Posted to user@pig.apache.org by Alex Rovner <al...@gmail.com> on 2011/06/23 16:26:47 UTC

Pig ignores fields and dumps the whole tuple

I encountered a fairly strange issue with PIG the other day.  I was trying
out the sample Swap UDF (Attached to this email) from PIG documentation:
http://wiki.apache.org/pig/UDFManual (Schema section)
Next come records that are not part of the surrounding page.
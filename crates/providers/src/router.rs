//! Policy-driven provider router.
//!
//! The router resolves a (provider, model) pair for each request from the
//! immutable policy and the static capability matrix, re-validates the
//! choice against mode restrictions and credential presence, dispatches to
//! the matching protocol adapter, and accounts usage and cost per provider.
//!
//! Resolution is a pure function of policy + matrix, so concurrent requests
//! need no lock; the usage counters are the only shared mutable state.

use crate::registry::{self, AdapterRegistry};
use crate::traits::{ChatRequest, ChatResponse, EmbeddingsRequest, EmbeddingsResponse};
use chrono::{DateTime, Utc};
use parking_lot::RwLock;
use relay_domain::capability::{Capability, ModelRef, Provider};
use relay_domain::config::{PolicyConfig, RouterMode};
use relay_domain::error::{Error, Result};
use relay_domain::tool::{Message, ToolChoice, ToolDefinition};
use relay_domain::usage::Usage;
use serde::Serialize;
use std::collections::HashMap;
use std::sync::{Arc, OnceLock};
use std::time::Instant;

// ━━━━━━━━━━━━━━━━━━━━━━━━━━━━━━━━━━━━━━━━━━━━━━━━━━━━━━━━━━━━━━━━━━
// Savings estimate constants
// ━━━━━━━━━━━━━━━━━━━━━━━━━━━━━━━━━━━━━━━━━━━━━━━━━━━━━━━━━━━━━━━━━━

/// Assumed token volume of a typical call, used only for the savings figure.
const ASSUMED_TOKENS_PER_LOCAL_CALL: u64 = 1_500;

/// Reference cloud price in USD per million tokens, used only for the
/// savings figure.
const REFERENCE_CLOUD_USD_PER_1M: f64 = 10.0;

// ━━━━━━━━━━━━━━━━━━━━━━━━━━━━━━━━━━━━━━━━━━━━━━━━━━━━━━━━━━━━━━━━━━
// Usage accounting
// ━━━━━━━━━━━━━━━━━━━━━━━━━━━━━━━━━━━━━━━━━━━━━━━━━━━━━━━━━━━━━━━━━━

/// Per-provider accumulated usage.
#[derive(Debug, Clone, Copy, Default, Serialize)]
pub struct ProviderUsage {
    pub calls: u64,
    pub prompt_tokens: u64,
    pub completion_tokens: u64,
    pub cost_usd: f64,
}

/// Additive per-provider counters, mutated only by the router around
/// successful dispatches.
#[derive(Default)]
pub struct UsageStats {
    per_provider: RwLock<HashMap<Provider, ProviderUsage>>,
    since: RwLock<Option<DateTime<Utc>>>,
}

impl UsageStats {
    fn record(&self, provider: Provider, usage: &Usage, cost_usd: f64) {
        {
            let mut since = self.since.write();
            if since.is_none() {
                *since = Some(Utc::now());
            }
        }
        let mut map = self.per_provider.write();
        let entry = map.entry(provider).or_default();
        entry.calls += 1;
        entry.prompt_tokens += usage.prompt_tokens as u64;
        entry.completion_tokens += usage.completion_tokens as u64;
        entry.cost_usd += cost_usd;
    }

    fn snapshot(&self) -> StatsSnapshot {
        StatsSnapshot {
            since: *self.since.read(),
            per_provider: self.per_provider.read().clone(),
        }
    }

    fn reset(&self) {
        self.per_provider.write().clear();
        *self.since.write() = None;
    }
}

/// A point-in-time copy of the usage counters.
#[derive(Debug, Clone, Serialize)]
pub struct StatsSnapshot {
    /// When the first recorded call happened (None if nothing recorded).
    pub since: Option<DateTime<Utc>>,
    pub per_provider: HashMap<Provider, ProviderUsage>,
}

impl StatsSnapshot {
    pub fn usage_for(&self, provider: Provider) -> ProviderUsage {
        self.per_provider.get(&provider).copied().unwrap_or_default()
    }

    pub fn total_calls(&self) -> u64 {
        self.per_provider.values().map(|u| u.calls).sum()
    }
}

/// Accumulated cost per provider plus the estimated cloud-cost savings from
/// local calls.
#[derive(Debug, Clone, Serialize)]
pub struct CostReport {
    pub per_provider: HashMap<Provider, f64>,
    pub total_usd: f64,
    /// Local call count × assumed per-call token volume × reference cloud
    /// unit price. A rough figure for dashboards, not an invoice.
    pub estimated_savings_usd: f64,
}

// ━━━━━━━━━━━━━━━━━━━━━━━━━━━━━━━━━━━━━━━━━━━━━━━━━━━━━━━━━━━━━━━━━━
// Router
// ━━━━━━━━━━━━━━━━━━━━━━━━━━━━━━━━━━━━━━━━━━━━━━━━━━━━━━━━━━━━━━━━━━

/// The routing-and-validation engine.
///
/// Holds an immutable [`PolicyConfig`] and the adapter registry; a policy
/// change requires constructing a new router.
pub struct Router {
    policy: PolicyConfig,
    adapters: AdapterRegistry,
    stats: UsageStats,
}
//! Shared domain types for ModelRelay.
//!
//! Everything here is pure data: enumerations, the unified message/tool
//! model, the policy configuration, and the workspace-wide error type.
//! No I/O, no async.

pub mod capability;
pub mod config;
pub mod error;
pub mod tool;
pub mod usage;

pub use capability::{Capability, ModelRef, Provider};
pub use config::PolicyConfig;
pub use error::{Error, Result};
pub use tool::{ContentPart, Message, MessageContent, Role, ToolCall, ToolChoice, ToolDefinition};
pub use usage::Usage;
I then tried to run the following script:

REGISTER
/home/arovner/Documents/workspace-sts-2.6.0.RELEASE/pig-bank/target/pig-bank-0.0.1-SNAPSHOT-jar-with-dependencies.jar;

A = LOAD '/wec/incoming' USING PigStorage() AS (timestamp:chararray,
ip:chararray, country:chararray, state:chararray, event:chararray,
url:chararray, agent:chararray, geo_country:chararray, geo_dma:chararray,
geo_region:chararray, geo_city:chararray, geo_zip:chararray,
browser:chararray, os:chararray, uuid:chararray, segment_id:chararray,
guid:chararray, action:chararray);

B = FOREACH A {
generate myudfs.Swap(geo_region, geo_zip).geo_zip;
}

STORE B INTO '/wec/output' USING PigStorage();


I would expect to see in the output only the information contained in
"geo_zip" but instead I see the following:

(10019,NY)
(10019,NY)
(10019,NY)

Why is PIG not selecting a specific field but instead spitting out the whole
tuple?

I am using pig 0.80 from Clouderas chd3u0 package.

Thanks
Alex